Proposed upon invitation for the Faena Prize in Miami, Beached initially suggests the form of a whale skeleton overgrown by coral, but upon closer examination, is revealed to be the tremendous skeleton of a human woman. Rewilded by the sea, this form is both architectural and biological, reef for a new Atlantis.

Whale beachings defy logic. Why any species would put themselves in life threatening position is a question that takes on new relevance in the face of anthropogenic climate change—and the lack of meaningful effort to address this most existential of threats. The pernicious and intertwined forces of late stage capitalism and human exceptionalism seem to block us from seeing that we are, in a sense, beaching ourselves.

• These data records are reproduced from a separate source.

//! SchoolHub CLI
//!
//! Command-line client for the SchoolHub API:
//! - Sign in and print a session token
//! - Review and approve accounts
//! - Browse and export admission leads
//! - Check server status
//! - Generate a config file

use anyhow::{bail, Context};
use clap::{Parser, Subcommand};
use reqwest::{Client, RequestBuilder, Response};
use serde_json::{json, Value};
use std::path::PathBuf;

#[derive(Parser)]
#[command(name = "schoolhub-cli")]
#[command(version = env!("CARGO_PKG_VERSION"))]
#[command(about = "Command-line client for the SchoolHub API")]
pub struct Cli {
    #[command(subcommand)]
    pub command: Commands,

    /// API server URL
    #[arg(long, default_value = "http://localhost:8090", global = true)]
    pub api_url: String,

    /// Session token from `schoolhub-cli login`
    #[arg(long, env = "SCHOOLHUB_TOKEN", global = true, hide_env_values = true)]
    pub token: Option<String>,

    /// Output format (table, json)
    #[arg(short, long, default_value = "table", global = true)]
    pub format: String,
}

#[derive(Subcommand)]
pub enum Commands {
    /// Sign in and print a session token
    Login {
        /// Account email
        #[arg(short, long)]
        email: String,
        /// Account password
        #[arg(short, long, env = "SCHOOLHUB_PASSWORD", hide_env_values = true)]
        password: String,
        /// Use the administrator login
        #[arg(long)]
        admin: bool,
    },

    /// Show the signed-in account
    Whoami,

    /// Show server status
    Status,

    /// List accounts
    Users {
        /// Match name or email
        #[arg(short, long)]
        search: Option<String>,
        /// admin, staff, student or all
        #[arg(short, long)]
        role: Option<String>,
        /// Only accounts waiting for approval
        #[arg(long)]
        pending: bool,
        /// Page number
        #[arg(long, default_value = "1")]
        page: usize,
    },

    /// Approve a pending account
    Approve {
        /// User ID
        id: String,
    },

    /// List admission leads
    Leads {
        /// Match name, number, class or parents
        #[arg(short, long)]
        search: Option<String>,
        /// Admitted, Not Admitted or Canceled
        #[arg(long)]
        status: Option<String>,
        /// Page number
        #[arg(long, default_value = "1")]
        page: usize,
    },

    /// Export leads as CSV
    ExportLeads {
        /// Status filter
        #[arg(long)]
        status: Option<String>,
        /// Output file (default: stdout)
        #[arg(short, long)]
        output: Option<PathBuf>,
    },

    /// Export accounts as CSV
    ExportUsers {
        /// Role filter
        #[arg(short, long)]
        role: Option<String>,
        /// Output file (default: stdout)
        #[arg(short, long)]
        output: Option<PathBuf>,
    },

    /// Generate default config file
    Config {
        /// Output path (default: stdout)
        #[arg(short, long)]
        output: Option<PathBuf>,
    },
}

#[tokio::main]
async fn main() -> anyhow::Result<()> {
    let cli = Cli::parse();
    let api = ApiClient::new(&cli.api_url, cli.token.clone());

    match cli.command {
        Commands::Login {
            email,
            password,
            admin,
        } => {
            let path = if admin { "/api/v1/auth/admin-login" } else { "/api/v1/auth/login" };
            let session = api
                .send(
                    api.post(path)
                        .json(&json!({"email": email, "password": password})),
                )
                .await?;

            if cli.format == "json" {
                println!("{}", serde_json::to_string_pretty(&session)?);
            } else {
                let user = &session["user"];
                eprintln!(
                    "Signed in as {} ({}), session expires {}",
                    text(&user["name"]),
                    text(&user["role"]),
                    text(&session["expires_at"])
                );
                if user["verified"] == Value::Bool(false) {
                    eprintln!("Account is waiting for administrator approval");
                }
                eprintln!("Export the token to use it:");
                println!("export SCHOOLHUB_TOKEN={}", text(&session["token"]));
            }
        }

        Commands::Whoami => {
            let me = api.send(api.get("/api/v1/auth/me")?).await?;
            let user = &me["user"];
            println!("Name:     {}", text(&user["name"]));
            println!("Email:    {}", text(&user["email"]));
            println!("Role:     {}", text(&user["role"]));
            println!("Verified: {}", user["verified"].as_bool().unwrap_or(false));
            println!("Session:  expires {}", text(&me["expires_at"]));
        }

        Commands::Status => {
            let response = api.client.get(api.url("/health")).send().await;
            match response {
                Ok(resp) if resp.status().is_success() => {
                    let health: Value = resp.json().await?;
                    println!("SchoolHub v{}", text(&health["version"]));
                    println!();
                    println!("API Status: {}", text(&health["status"]));
                    println!("Database:   {}", text(&health["database"]));
                    println!("Uploads:    {}", text(&health["uploads"]));
                    if let Some(uptime) = health["uptime_seconds"].as_u64() {
                        println!();
                        println!("Uptime: {}", format_duration(uptime));
                    }
                }
                Ok(resp) => bail!("API returned error: {}", resp.status()),
                Err(e) => {
                    eprintln!("Cannot connect to SchoolHub API at {}", cli.api_url);
                    eprintln!();
                    eprintln!("Make sure the server is running:");
                    eprintln!("  cargo run --bin schoolhub");
                    return Err(e.into());
                }
            }
        }

        Commands::Users {
            search,
            role,
            pending,
            page,
        } => {
            let mut query = vec![("page", page.to_string())];
            push_opt(&mut query, "search", search);
            push_opt(&mut query, "role", role);
            if pending {
                query.push(("verified", "false".to_string()));
            }

            let result = api.send(api.get("/api/v1/users")?.query(&query)).await?;
            if cli.format == "json" {
                println!("{}", serde_json::to_string_pretty(&result)?);
            } else {
                print_users(&result);
            }
        }

        Commands::Approve { id } => {
            let user = api
                .send(api.authed(api.post(&format!("/api/v1/users/{}/approve", id)))?)
                .await?;
            println!("Approved {} <{}>", text(&user["name"]), text(&user["email"]));
        }

        Commands::Leads {
            search,
            status,
            page,
        } => {
            let mut query = vec![("page", page.to_string())];
            push_opt(&mut query, "search", search);
            push_opt(&mut query, "status", status);

            let result = api.send(api.get("/api/v1/leads")?.query(&query)).await?;
            if cli.format == "json" {
                println!("{}", serde_json::to_string_pretty(&result)?);
            } else {
                print_leads(&result);
            }
        }

        Commands::ExportLeads { status, output } => {
            let mut query = Vec::new();
            push_opt(&mut query, "status", status);
            let csv = api
                .send_text(api.get("/api/v1/leads/export")?.query(&query))
                .await?;
            write_output(output, &csv)?;
        }

        Commands::ExportUsers { role, output } => {
            let mut query = Vec::new();
            push_opt(&mut query, "role", role);
            let csv = api
                .send_text(api.get("/api/v1/users/export")?.query(&query))
                .await?;
            write_output(output, &csv)?;
        }

        Commands::Config { output } => {
            let config = schoolhub::config::generate_default_config();
            write_output(output, &config)?;
        }
    }

    Ok(())
}

/// Thin wrapper that knows the base URL and the session token
struct ApiClient {
    client: Client,
    base_url: String,
    token: Option<String>,
}

impl ApiClient {
    fn new(base_url: &str, token: Option<String>) -> Self {
        Self {
            client: Client::new(),
            base_url: base_url.trim_end_matches('/').to_string(),
            token: token.filter(|t| !t.trim().is_empty()),
        }
    }

    fn url(&self, path: &str) -> String {
        format!("{}{}", self.base_url, path)
    }

    fn post(&self, path: &str) -> RequestBuilder {
        self.client.post(self.url(path))
    }

    /// Authenticated GET
    fn get(&self, path: &str) -> anyhow::Result<RequestBuilder> {
        self.authed(self.client.get(self.url(path)))
    }

    fn authed(&self, request: RequestBuilder) -> anyhow::Result<RequestBuilder> {
        match &self.token {
            Some(token) => Ok(request.bearer_auth(token)),
            None => bail!("Not signed in. Run `schoolhub-cli login` and export SCHOOLHUB_TOKEN"),
        }
    }

    async fn send(&self, request: RequestBuilder) -> anyhow::Result<Value> {
        let response = self.checked(request).await?;
        if response.status() == reqwest::StatusCode::NO_CONTENT {
            return Ok(Value::Null);
        }
        response.json().await.context("decoding response")
    }

    async fn send_text(&self, request: RequestBuilder) -> anyhow::Result<String> {
        Ok(self.checked(request).await?.text().await?)
    }

    /// Turn error bodies into a readable message
    async fn checked(&self, request: RequestBuilder) -> anyhow::Result<Response> {
        let response = request
            .send()
            .await
            .with_context(|| format!("cannot reach {}", self.base_url))?;
        let status = response.status();
        if status.is_success() {
            return Ok(response);
        }

        let body = response.text().await.unwrap_or_default();
        let message = serde_json::from_str::<Value>(&body)
            .ok()
            .and_then(|v| v["error"]["message"].as_str().map(str::to_string))
            .unwrap_or(body);
        bail!("Request failed ({}): {}", status, message)
    }
}

fn push_opt(query: &mut Vec<(&'static str, String)>, key: &'static str, value: Option<String>) {
    if let Some(value) = value {
        query.push((key, value));
    }
}

fn text(value: &Value) -> &str {
    match value.as_str() {
        Some(s) if !s.is_empty() => s,
        _ => "-",
    }
}

fn write_output(output: Option<PathBuf>, content: &str) -> anyhow::Result<()> {
    match output {
        Some(path) => {
            if let Some(parent) = path.parent() {
                std::fs::create_dir_all(parent)?;
            }
            std::fs::write(&path, content)
                .with_context(|| format!("writing {:?}", path))?;
            eprintln!("Written to {:?}", path);
        }
        None => print!("{}", content),
    }
    Ok(())
}

fn format_duration(seconds: u64) -> String {
    if seconds < 60 {
        format!("{}s", seconds)
    } else if seconds < 3600 {
        format!("{}m {}s", seconds / 60, seconds % 60)
    } else if seconds < 86400 {
        format!("{}h {}m", seconds / 3600, (seconds % 3600) / 60)
    } else {
        format!("{}d {}h", seconds / 86400, (seconds % 86400) / 3600)
    }
}

fn print_page_footer(page: &Value) {
    println!();
    println!(
        "Page {} of {} ({} total)",
        page["page"].as_u64().unwrap_or(1),
        page["total_pages"].as_u64().unwrap_or(1),
        page["total"].as_u64().unwrap_or(0)
    );
}

fn print_users(page: &Value) {
    let users = page["items"].as_array().map(Vec::as_slice).unwrap_or(&[]);
    if users.is_empty() {
        println!("No accounts match");
        return;
    }

    println!(
        "{:<36}  {:<24} {:<30} {:<8} {}",
        "ID", "Name", "Email", "Role", "Verified"
    );
    println!("{}", "-".repeat(110));
    for user in users {
        println!(
            "{:<36}  {:<24} {:<30} {:<8} {}",
            text(&user["id"]),
            text(&user["name"]),
            text(&user["email"]),
            text(&user["role"]),
            if user["verified"].as_bool().unwrap_or(false) { "yes" } else { "pending" }
        );
    }
    print_page_footer(page);
}

fn print_leads(result: &Value) {
    let stats = &result["stats"];
    let status = &stats["status_breakdown"];
    println!(
        "{} leads: {} admitted ({}%), {} not admitted, {} canceled",
        stats["total_leads"].as_u64().unwrap_or(0),
        status["admitted"].as_u64().unwrap_or(0),
        text(&status["admitted_percentage"]),
        status["not_admitted"].as_u64().unwrap_or(0),
        status["canceled"].as_u64().unwrap_or(0)
    );
    println!();

    let page = &result["leads"];
    let leads = page["items"].as_array().map(Vec::as_slice).unwrap_or(&[]);
    if leads.is_empty() {
        println!("No leads match");
        return;
    }

    println!("{:<24} {:<14} {:<14} {:<12}", "Name", "Number", "Status", "Class");
    println!("{}", "-".repeat(66));
    for lead in leads {
        println!(
            "{:<24} {:<14} {:<14} {:<12}",
            text(&lead["name"]),
            text(&lead["number"]),
            text(&lead["status"]),
            text(&lead["class"])
        );
    }
    print_page_footer(page);
}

As is now clear to most, Miami is at the forefront of the climate crisis, a bellwether. As sea levels creep higher, the choices that Miami makes will resonate on the global stage. Can we envision the future city that lies beyond?

Beached suggests a climate-conscious position for Miami which holds space for nuance: One that mourns the losses which have already occurred and those that are locked-in——and which also celebrates this strange new world which might grow on the skeleton of the old.

As the only state with extensive shallow reef formations, Florida is unique. This project focuses on coral reefs because of their site-specific relevance, their fascinating beauty, their biological importance——and also because of the extreme level of threat they face due to climate change. Thermal stress causes corals to “bleach,” a condition that often results in the death of these slow growing organisms. Due to climate change, it is possible that 70-90% of coral reefs could to disappear in the next two decades alone.

Therefore this piece is also a memorial and a monument: a memorial to the countless individuals and species which will be lost——and a monument, we can only hope, to our last days in the grip of human exceptionalism, this ‘outsized’ view of our own importance.

Beached proposes a world which stops building monuments to the fiction of the eternal, a world where human culture and the built environment might be allowed to become something strange and wondrously intertwined.